Certain symptoms of LMV are more pronounced in particular climates.  Necrotic-like symptoms are more likely to occur in warmer seasonal conditions. Symptoms such as mosaic and mottling are more evident in leaf lettuces and Crisphead lettuces that grow in humid weather conditions. The incidence of plants infected by seed infection is determined by time of year in certain climates. In cultivars grown in California, the percentage of plants infected is significantly higher during the month of June rather than the spring months of March and April. Transmission of the virus in cultivars is considerably affected by the temperature in certain climates.  Transmission rate is reduced significantly in high day temperatures compared to low day temperatures.

== Importance ==
Lettuce mosaic virus is a very common and economically important viral disease that affects lettuce worldwide. The virus spread due to an increased exchange of seeds of various lettuce varieties between countries. It was first recorded in 1921 in lettuce crops in Florida. Since then it has been found in most of the world's major lettuce growing countries. It has occurred in the United Kingdom, and all of Europe generally. It also impacts regions of South America (Argentina, Brazil, Uruguay), Asia (China, Japan, Syria) and the Middle East (Egypt, Israel, Jordan). It is found commonly in the United States as well, especially in lettuce cultivars in California.
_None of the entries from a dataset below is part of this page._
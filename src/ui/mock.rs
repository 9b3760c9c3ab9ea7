//! Mock UI implementation for testing.
//!
//! `MockUI` implements the `UserInterface` trait and captures all
//! interactions for later assertion.
//!
//! # Example
//!
//! ```
//! use blt_inspector::ui::{MockUI, UserInterface};
//!
//! let mut ui = MockUI::new();
//! ui.message("Inspecting checkout");
//! ui.success("Docroot");
//!
//! assert!(ui.messages().contains(&"Inspecting checkout".to_string()));
//! assert!(ui.successes().contains(&"Docroot".to_string()));
//! ```

use super::{OutputMode, UserInterface};

/// Captures all UI interactions.
#[derive(Debug, Default)]
pub struct MockUI {
    mode: OutputMode,
    messages: Vec<String>,
    successes: Vec<String>,
    warnings: Vec<String>,
    errors: Vec<String>,
    skips: Vec<String>,
    headers: Vec<String>,
    data: Vec<String>,
}

impl MockUI {
    /// Create a new MockUI with Normal output mode.
    pub fn new() -> Self {
        Self::default()
    }

    /// Create a new MockUI with a specific output mode.
    pub fn with_mode(mode: OutputMode) -> Self {
        Self {
            mode,
            ..Default::default()
        }
    }

    pub fn messages(&self) -> &[String] {
        &self.messages
    }

    pub fn successes(&self) -> &[String] {
        &self.successes
    }

    pub fn warnings(&self) -> &[String] {
        &self.warnings
    }

    pub fn errors(&self) -> &[String] {
        &self.errors
    }

    pub fn skips(&self) -> &[String] {
        &self.skips
    }

    pub fn headers(&self) -> &[String] {
        &self.headers
    }

    /// Machine-readable payloads written through [`UserInterface::data`].
    pub fn payloads(&self) -> &[String] {
        &self.data
    }

    /// Check if a message was shown on any channel.
    pub fn has_output(&self, needle: &str) -> bool {
        [
            &self.messages,
            &self.successes,
            &self.warnings,
            &self.errors,
            &self.skips,
            &self.headers,
            &self.data,
        ]
        .iter()
        .any(|channel| channel.iter().any(|m| m.contains(needle)))
    }
}

impl UserInterface for MockUI {
    fn output_mode(&self) -> OutputMode {
        self.mode
    }

    fn message(&mut self, msg: &str) {
        self.messages.push(msg.to_string());
    }

    fn success(&mut self, msg: &str) {
        self.successes.push(msg.to_string());
    }

    fn warning(&mut self, msg: &str) {
        self.warnings.push(msg.to_string());
    }

    fn error(&mut self, msg: &str) {
        self.errors.push(msg.to_string());
    }

    fn skipped(&mut self, msg: &str) {
        self.skips.push(msg.to_string());
    }

    fn show_header(&mut self, title: &str) {
        self.headers.push(title.to_string());
    }

    fn data(&mut self, payload: &str) {
        self.data.push(payload.to_string());
    }
}
//! Visual theme and styling.

use console::Style;

/// Styles for check results.
#[derive(Debug, Clone)]
pub struct InspectorTheme {
    /// Passing checks (green).
    pub success: Style,
    /// Warnings (orange).
    pub warning: Style,
    /// Failing checks and errors (red bold).
    pub error: Style,
    /// Secondary text and skipped checks.
    pub dim: Style,
    /// Headers (bold magenta).
    pub header: Style,
}

impl Default for InspectorTheme {
    fn default() -> Self {
        Self::new()
    }
}

impl InspectorTheme {
    pub fn new() -> Self {
        Self {
            success: Style::new().green(),
            warning: Style::new().color256(208),
            error: Style::new().red().bold(),
            dim: Style::new().dim(),
            header: Style::new().bold().magenta(),
        }
    }

    /// Create a theme without colors (for non-TTY or --no-color).
    pub fn plain() -> Self {
        Self {
            success: Style::new(),
            warning: Style::new(),
            error: Style::new(),
            dim: Style::new(),
            header: Style::new(),
        }
    }

    pub fn format_success(&self, msg: &str) -> String {
        format!("{}", self.success.apply_to(format!("✓ {}", msg)))
    }

    pub fn format_warning(&self, msg: &str) -> String {
        format!("{}", self.warning.apply_to(format!("⚠ {}", msg)))
    }

    pub fn format_error(&self, msg: &str) -> String {
        format!("{}", self.error.apply_to(format!("✗ {}", msg)))
    }

    pub fn format_skipped(&self, msg: &str) -> String {
        format!("{}", self.dim.apply_to(format!("○ {}", msg)))
    }

    pub fn format_header(&self, title: &str) -> String {
        format!("{}", self.header.apply_to(title))
    }
}

/// Check if colors should be enabled.
pub fn should_use_colors() -> bool {
    // https://no-color.org/
    if std::env::var("NO_COLOR").is_ok() {
        return false;
    }

    console::Term::stdout().is_term()
}
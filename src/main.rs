//! BLT Inspector CLI entry point.

use std::process::ExitCode;

use blt_inspector::cli::{Cli, CommandDispatcher};
use blt_inspector::config::find_project_root;
use blt_inspector::ui::{create_ui, OutputMode};
use clap::Parser;
use tracing_subscriber::{fmt, prelude::*, EnvFilter};

/// Exit code when a question could not be answered.
const EXIT_ERROR: u8 = 2;

/// Initialize the tracing subscriber for logging.
///
/// Log level is controlled by:
/// 1. `--debug` flag sets level to DEBUG
/// 2. `RUST_LOG` environment variable (if set)
/// 3. Default is INFO
fn init_tracing(debug: bool) {
    let filter = if debug {
        EnvFilter::new("blt_inspector=debug")
    } else {
        EnvFilter::try_from_default_env().unwrap_or_else(|_| EnvFilter::new("blt_inspector=info"))
    };

    tracing_subscriber::registry()
        .with(fmt::layer().with_target(false).with_writer(std::io::stderr))
        .with(filter)
        .init();
}

fn main() -> ExitCode {
    let cli = Cli::parse();
    init_tracing(cli.debug);

    tracing::debug!("blt-inspector starting with args: {:?}", cli);

    let output_mode = if cli.quiet {
        OutputMode::Quiet
    } else if cli.verbose {
        OutputMode::Verbose
    } else {
        OutputMode::Normal
    };

    if cli.no_color {
        std::env::set_var("NO_COLOR", "1");
    }

    let mut ui = create_ui(output_mode);

    // Explicit --project wins, then discovery upward from the current directory.
    let cwd = std::env::current_dir();
    let project_root = match (&cli.project, &cwd) {
        (Some(project), _) => project.clone(),
        (None, Ok(cwd)) => find_project_root(cwd).unwrap_or_else(|| cwd.clone()),
        (None, Err(e)) => {
            ui.error(&format!("Error: cannot read current directory: {}", e));
            return ExitCode::from(EXIT_ERROR);
        }
    };
    // composer.json is read from where the command was run.
    let working_dir = cwd.unwrap_or_else(|_| project_root.clone());
    tracing::debug!(
        "Project root: {}, working directory: {}",
        project_root.display(),
        working_dir.display()
    );

    let dispatcher =
        CommandDispatcher::new(project_root, cli.config.clone()).with_working_dir(working_dir);

    match dispatcher.dispatch(&cli, ui.as_mut()) {
        Ok(result) => ExitCode::from(result.exit_code as u8),
        Err(e) => {
            ui.error(&format!("Error: {}", e));
            ExitCode::from(EXIT_ERROR)
        }
    }
}
//! Command-line interface for BLT Inspector.
//!
//! This module provides the CLI argument parsing using clap's derive macros
//! and command implementations.
//!
//! # Architecture
//!
//! - [`args`] - Argument definitions using clap derive macros
//! - [`commands`] - Command implementations

pub mod args;
pub mod commands;

pub use args::{
    CheckArgs, Cli, Commands, CommandExistsArgs, CompletionsArgs, ConfigArgs, DrushStatusArgs,
    StatusArgs,
};
pub use commands::{Command, CommandDispatcher, CommandResult};
//! Drush status command implementation.
//!
//! `blt-inspector drush-status` refreshes the drush status report and
//! prints it.

use crate::cli::args::DrushStatusArgs;
use crate::config::ConfigStore;
use crate::error::{InspectorError, Result};
use crate::inspector::{DrushStatus, Inspector};
use crate::shell::CommandRunner;
use crate::ui::UserInterface;

use super::dispatcher::{Command, CommandResult, ProjectContext, EXIT_FALSE};

/// The drush-status command implementation.
pub struct DrushStatusCommand {
    context: ProjectContext,
    args: DrushStatusArgs,
}

impl DrushStatusCommand {
    pub fn new(context: ProjectContext, args: DrushStatusArgs) -> Self {
        Self { context, args }
    }

    /// Refresh and print the status through an existing inspector.
    pub fn report<R: CommandRunner, C: ConfigStore>(
        &self,
        inspector: &mut Inspector<R, C>,
        ui: &mut dyn UserInterface,
    ) -> Result<CommandResult> {
        let Some(status) = inspector.refresh_drush_status().drush_status() else {
            ui.error("drush status did not return a report");
            return Ok(CommandResult::failure(EXIT_FALSE));
        };

        if self.args.json {
            let json = serde_json::to_string_pretty(status)
                .map_err(|e| InspectorError::Other(e.into()))?;
            ui.data(&json);
        } else {
            show_status(ui, status);
        }
        Ok(CommandResult::success())
    }
}

impl Command for DrushStatusCommand {
    fn execute(&self, ui: &mut dyn UserInterface) -> Result<CommandResult> {
        let mut inspector = self.context.inspector()?;
        self.report(&mut inspector, ui)
    }
}

fn show_status(ui: &mut dyn UserInterface, status: &DrushStatus) {
    ui.show_header("Drush status");
    for (key, value) in status.fields() {
        let value = match value {
            serde_json::Value::String(s) => s.clone(),
            other => other.to_string(),
        };
        ui.message(&format!("{:<20} {}", key, value));
    }
}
When planted in cultivars of Little Gem and Saladin, LMV was found to cause devastating yield losses of 85% and 55%, respectively. Most severe losses most often occur in field crops.  However, the virus can also infect greenhouse crops if the seedlings are not raised in insect free conditions.

== Prevention ==
Like other diseases caused by viruses in plants, there are no means to cure plants from LMV once they are infected. Prevention of LMV can however be relatively efficient based on:

- control of the absence of LMV in seed lots before trading; typically, ELISA is used and a rejection rate of 1 out of 30,000 seeds is applied;
- the use of the recessive resistance gene mo1; mo1 has two commercial alleles (mo1¹, formerly known as g, and mo1², formerly known as mo), both of which protect plants against LMV accumulation and, in some cases where LMV nevertheless accumulates, protect against symptom expression as well as prevents transmission through seed.

In the late twentieth century, a novel type of LMV appeared in lettuce crops around the world: it was called LMV-Most (mo1-breaking, Seed-Transmitted) to account for its ability to infect and to spread through seeds even in the presence of mo1. Therefore, LMV-Most can only be prevented by controlling seeds, which consumes time, effort and money.